Personal information
- Full name: Jordan Cameron Graye
- Date of birth: June 15, 1987 (age 37)
- Place of birth: Washington, D.C., United States
- Height: 1.88 m (6 ft 2 in)
- Position(s): Defender

Youth career
- 2001–2004: D.C. United
- 2003: IMG Soccer Academy
- 2005–2009: North Carolina Tar Heels

Senior career*
- Years: Team / Apps / (Gls)
- 2008: Cary RailHawks U23's / 9 / (0)
- 2010: D.C. United / 24 / (0)
- 2011: Houston Dynamo / 0 / (0)
- 2012–2014: Carolina RailHawks / 39 / (1)
- 2015: Fort Lauderdale Strikers / 15 / (0)

International career^{‡}
- 2003: United States U17 / 3 / (0)

= Jordan Graye =

American soccer player (born 1987)

Jordan Cameron Graye (born June 15, 1987) is an American former professional soccer player.

==Career==

===College===
Born in Washington, D.C., Graye attended DeMatha Catholic High School, played club soccer for Reston FC, and played for the D.C. United Academy's U-14, U-15, U-16 and U-20 teams, and helped the U-14 squad win the Super Y-League National Title in 2001, qualifying for the national championships on three total occasions.

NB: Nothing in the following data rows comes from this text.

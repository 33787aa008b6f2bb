//! Types for Popcorn Time API responses.

use serde::{Deserialize, Deserializer, Serialize};
use serde_json::{Map, Value};

use crate::torrent::TorrentTable;

// ============================================================================
// Server
// ============================================================================

/// Response of `/status`.
#[derive(Debug, Clone, Serialize, Deserialize, PartialEq, Eq)]
pub struct ServerStatus {
    /// Source repository of the API server.
    #[serde(default, skip_serializing_if = "Option::is_none")]
    pub repo: Option<String>,
    /// Server instance name.
    #[serde(default, skip_serializing_if = "Option::is_none")]
    pub server: Option<String>,
    /// Scraper state (e.g. "Idle").
    #[serde(default, skip_serializing_if = "Option::is_none")]
    pub status: Option<String>,
    #[serde(rename = "totalMovies", default, skip_serializing_if = "Option::is_none")]
    pub total_movies: Option<u64>,
    #[serde(rename = "totalShows", default, skip_serializing_if = "Option::is_none")]
    pub total_shows: Option<u64>,
    #[serde(rename = "totalAnimes", default, skip_serializing_if = "Option::is_none")]
    pub total_animes: Option<u64>,
    /// Last scrape, unix seconds.
    #[serde(default, skip_serializing_if = "Option::is_none")]
    pub updated: Option<i64>,
    /// Server uptime in seconds.
    #[serde(default, skip_serializing_if = "Option::is_none")]
    pub uptime: Option<u64>,
    #[serde(default, skip_serializing_if = "Option::is_none")]
    pub version: Option<String>,
    #[serde(default, skip_serializing_if = "Option::is_none")]
    pub commit: Option<String>,
}

/// Response of `/shows/stat` and `/movies/stat`, keyed by genre.
#[derive(Debug, Clone, Default, Serialize, Deserialize, PartialEq)]
#[serde(transparent)]
pub struct CatalogStats(pub Map<String, Value>);

/// Count of titles in one genre.
#[derive(Debug, Clone, Serialize, Deserialize, PartialEq, Eq)]
pub struct GenreStat {
    /// Genre key as sent by the API (e.g. "action & adventure").
    pub key: String,
    /// Display title, when provided.
    pub title: Option<String>,
    pub count: u64,
}

impl CatalogStats {
    /// Number of titles in `genre`, if reported.
    pub fn count(&self, genre: &str) -> Option<u64> {
        self.0.get(genre).and_then(stat_count)
    }

    /// Every entry that carries a count, in key order.
    pub fn genres(&self) -> Vec<GenreStat> {
        self.0
            .iter()
            .filter_map(|(key, value)| {
                stat_count(value).map(|count| GenreStat {
                    key: key.clone(),
                    title: value
                        .get("title")
                        .and_then(Value::as_str)
                        .map(str::to_string),
                    count,
                })
            })
            .collect()
    }
}

fn stat_count(value: &Value) -> Option<u64> {
    match value {
        Value::Number(n) => n.as_u64(),
        Value::Object(fields) => fields.get("count").and_then(Value::as_u64),
        _ => None,
    }
}

// ============================================================================
// Shared
// ============================================================================

/// Artwork URLs.
#[derive(Debug, Clone, Default, Serialize, Deserialize, PartialEq, Eq)]
pub struct Images {
    #[serde(default, skip_serializing_if = "Option::is_none")]
    pub poster: Option<String>,
    #[serde(default, skip_serializing_if = "Option::is_none")]
    pub fanart: Option<String>,
    #[serde(default, skip_serializing_if = "Option::is_none")]
    pub banner: Option<String>,
}

/// Audience rating.
#[derive(Debug, Clone, Default, Serialize, Deserialize, PartialEq, Eq)]
pub struct Rating {
    /// Rating out of 100.
    #[serde(default, skip_serializing_if = "Option::is_none")]
    pub percentage: Option<u32>,
    #[serde(default, skip_serializing_if = "Option::is_none")]
    pub watching: Option<u64>,
    #[serde(default, skip_serializing_if = "Option::is_none")]
    pub votes: Option<u64>,
    #[serde(default, skip_serializing_if = "Option::is_none")]
    pub loved: Option<u64>,
    #[serde(default, skip_serializing_if = "Option::is_none")]
    pub hated: Option<u64>,
}

// ============================================================================
// Movies
// ============================================================================

/// A movie with its torrents.
#[derive(Debug, Clone, Serialize, Deserialize, PartialEq)]
pub struct Movie {
    /// Catalog ID (the IMDb ID, e.g. "tt0111161").
    #[serde(rename = "_id")]
    pub id: String,
    #[serde(default, skip_serializing_if = "Option::is_none")]
    pub imdb_id: Option<String>,
    pub title: String,
    /// Release year.
    #[serde(
        default,
        deserialize_with = "string_or_number",
        skip_serializing_if = "Option::is_none"
    )]
    pub year: Option<String>,
    #[serde(default, skip_serializing_if = "Option::is_none")]
    pub synopsis: Option<String>,
    /// Runtime in minutes.
    #[serde(
        default,
        deserialize_with = "string_or_number",
        skip_serializing_if = "Option::is_none"
    )]
    pub runtime: Option<String>,
    /// Release date, unix seconds.
    #[serde(default, skip_serializing_if = "Option::is_none")]
    pub released: Option<i64>,
    #[serde(default, skip_serializing_if = "Option::is_none")]
    pub trailer: Option<String>,
    #[serde(default, skip_serializing_if = "Option::is_none")]
    pub certification: Option<String>,
    /// Torrents keyed by language then quality.
    #[serde(default)]
    pub torrents: TorrentTable,
    #[serde(default)]
    pub genres: Vec<String>,
    #[serde(default)]
    pub images: Images,
    #[serde(default)]
    pub rating: Rating,
}

// ============================================================================
// Shows
// ============================================================================

/// A show as listed on a catalog page.
#[derive(Debug, Clone, Serialize, Deserialize, PartialEq)]
pub struct ShowSummary {
    /// Catalog ID (the IMDb ID).
    #[serde(rename = "_id")]
    pub id: String,
    #[serde(default, skip_serializing_if = "Option::is_none")]
    pub imdb_id: Option<String>,
    #[serde(
        default,
        deserialize_with = "string_or_number",
        skip_serializing_if = "Option::is_none"
    )]
    pub tvdb_id: Option<String>,
    pub title: String,
    #[serde(
        default,
        deserialize_with = "string_or_number",
        skip_serializing_if = "Option::is_none"
    )]
    pub year: Option<String>,
    #[serde(default, skip_serializing_if = "Option::is_none")]
    pub slug: Option<String>,
    #[serde(default, skip_serializing_if = "Option::is_none")]
    pub num_seasons: Option<u32>,
    #[serde(default)]
    pub images: Images,
    #[serde(default)]
    pub rating: Rating,
}

/// A show with its episodes, as returned by `/show/{id}`.
#[derive(Debug, Clone, Serialize, Deserialize, PartialEq)]
pub struct Show {
    #[serde(flatten)]
    pub summary: ShowSummary,
    #[serde(default, skip_serializing_if = "Option::is_none")]
    pub synopsis: Option<String>,
    /// Episode runtime in minutes.
    #[serde(
        default,
        deserialize_with = "string_or_number",
        skip_serializing_if = "Option::is_none"
    )]
    pub runtime: Option<String>,
    #[serde(default, skip_serializing_if = "Option::is_none")]
    pub country: Option<String>,
    #[serde(default, skip_serializing_if = "Option::is_none")]
    pub network: Option<String>,
    #[serde(default, skip_serializing_if = "Option::is_none")]
    pub air_day: Option<String>,
    #[serde(default, skip_serializing_if = "Option::is_none")]
    pub air_time: Option<String>,
    /// Airing status (e.g. "ended").
    #[serde(default, skip_serializing_if = "Option::is_none")]
    pub status: Option<String>,
    /// Last scrape, unix seconds.
    #[serde(default, skip_serializing_if = "Option::is_none")]
    pub last_updated: Option<i64>,
    #[serde(default)]
    pub genres: Vec<String>,
    #[serde(default)]
    pub episodes: Vec<Episode>,
}

impl Show {
    /// Catalog ID of the show.
    pub fn id(&self) -> &str {
        &self.summary.id
    }

    /// Find an episode by season and episode number.
    pub fn episode(&self, season: u32, episode: u32) -> Option<&Episode> {
        self.episodes
            .iter()
            .find(|e| e.season == season && e.episode == episode)
    }
}

/// A single episode with its torrents.
#[derive(Debug, Clone, Serialize, Deserialize, PartialEq)]
pub struct Episode {
    pub season: u32,
    pub episode: u32,
    #[serde(default, skip_serializing_if = "Option::is_none")]
    pub title: Option<String>,
    #[serde(default, skip_serializing_if = "Option::is_none")]
    pub overview: Option<String>,
    #[serde(
        default,
        deserialize_with = "string_or_number",
        skip_serializing_if = "Option::is_none"
    )]
    pub tvdb_id: Option<String>,
    /// First air date, unix seconds.
    #[serde(default, skip_serializing_if = "Option::is_none")]
    pub first_aired: Option<i64>,
    #[serde(default)]
    pub date_based: bool,
    /// Torrents keyed by quality.
    #[serde(default)]
    pub torrents: TorrentTable,
}

/// The API sends some identifiers and years as either strings or numbers.
fn string_or_number<'de, D: Deserializer<'de>>(deserializer: D) -> Result<Option<String>, D::Error> {
    Ok(match Option::<Value>::deserialize(deserializer)? {
        Some(Value::String(s)) if !s.is_empty() => Some(s),
        Some(Value::Number(n)) => Some(n.to_string()),
        _ => None,
    })
}
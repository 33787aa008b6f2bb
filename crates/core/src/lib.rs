pub mod api;
pub mod config;
pub mod logging;
pub mod popcorn;
pub mod testing;
pub mod torrent;

pub use api::{
    CatalogStats, Episode, GenreStat, Movie, PopcornApi, PopcornClient, PopcornError,
    ServerStatus, Show, ShowSummary,
};
pub use config::{
    load_config, load_config_from_env, load_config_from_str, validate_config, ClientConfig,
    ConfigError,
};
pub use logging::{init_logging, init_logging_from_config, LogLevel};
pub use popcorn::PopcornTime;
pub use torrent::{
    filter_cam_releases, is_cam_release, resolve_language, select_best, BestTorrent,
    QualityTable, SelectionPolicy, TorrentDescriptor, TorrentSelector, TorrentTable,
};
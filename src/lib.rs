//! cordon - fault isolation for unreliable dependencies
//!
//! Wraps each call site to a slow, failing, or overloaded dependency in a
//! *protected command*: a work function with an optional fallback, a
//! per-dependency concurrency bound (bulkhead), a timeout, and a manually
//! gated circuit. When the dependency degrades, callers get a cheap fallback
//! result instead of blocking indefinitely or exhausting shared capacity.
//!
//! ```
//! use cordon::Command;
//!
//! # tokio_test::block_on(async {
//! let result = Command::new(|tx| async move {
//!     let _ = tx.send(Ok(42)).await;
//! })
//! .with_fallback(|_err| async move { Ok(0) })
//! .execute()
//! .await;
//!
//! assert_eq!(result, Ok(42));
//! # });
//! ```
//!
//! Commands sharing a dependency bind to one [`ExecutorPool`] obtained from a
//! [`PoolRegistry`], so a saturated dependency rejects surplus commands
//! immediately instead of queueing them, and an open [`Circuit`] short-circuits
//! them before any ticket is taken.

#![forbid(unsafe_code)]
#![warn(missing_docs)]

/// Circuit gate consulted at admission
pub mod circuit;

/// Protected command pipeline and entry points
pub mod command;

/// Error taxonomy
pub mod error;

/// One-shot result handle for queued commands
pub mod future;

/// Bounded executor pools (bulkheads)
pub mod pool;

/// Name-keyed pool registry
pub mod registry;

pub use circuit::{Circuit, ManualCircuit};
pub use command::{Command, CommandResult, ResultSender, DEFAULT_POOL_NAME, DEFAULT_TIMEOUT};
pub use error::CommandError;
pub use future::CommandFuture;
pub use pool::{ExecutorPool, PoolConfig, PoolStats, PoolTicket, DEFAULT_MAX_CONCURRENT};
pub use registry::PoolRegistry;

He subsequently played five years of college soccer at the University of North Carolina at Chapel Hill, redshirting his second year in 2006.

During his college years Graye also played for the Cary RailHawks U23's in the USL Premier Development League.

===Professional===
Graye was drafted in the fourth round (55th overall) of the 2010 MLS SuperDraft by D.C. United. He made his professional debut on April 28, 2010, in a US Open Cup game against FC Dallas, and made his MLS debut a couple of days later on May 1 in a game against the New York Red Bulls.

On November 24, 2010, Graye was selected by expansion side Portland Timbers in the 2010 MLS Expansion Draft. Portland subsequently traded Graye to Houston Dynamo on December 13, 2010,

On June 29, 2011, the Dynamo announced that Graye had been waived.

On March 4, 2012, Graye appeared as a trialist for Carolina RailHawks, seeing action in the second half of a preseason friendly against Vancouver Whitecaps.

On September 14, 2012, it was announced that Graye had signed with the Carolina RailHawks for the remainder of the NASL season and playoffs. Graye appeared in two regular season and one playoff game for the Railhawks.

===International===
Graye has also been with the U.S. National Team at the U-16 and U-17 levels. He spent 2003 at the U.S. U-17 National Team Residency Program and was a member of the U-16 side in 2002.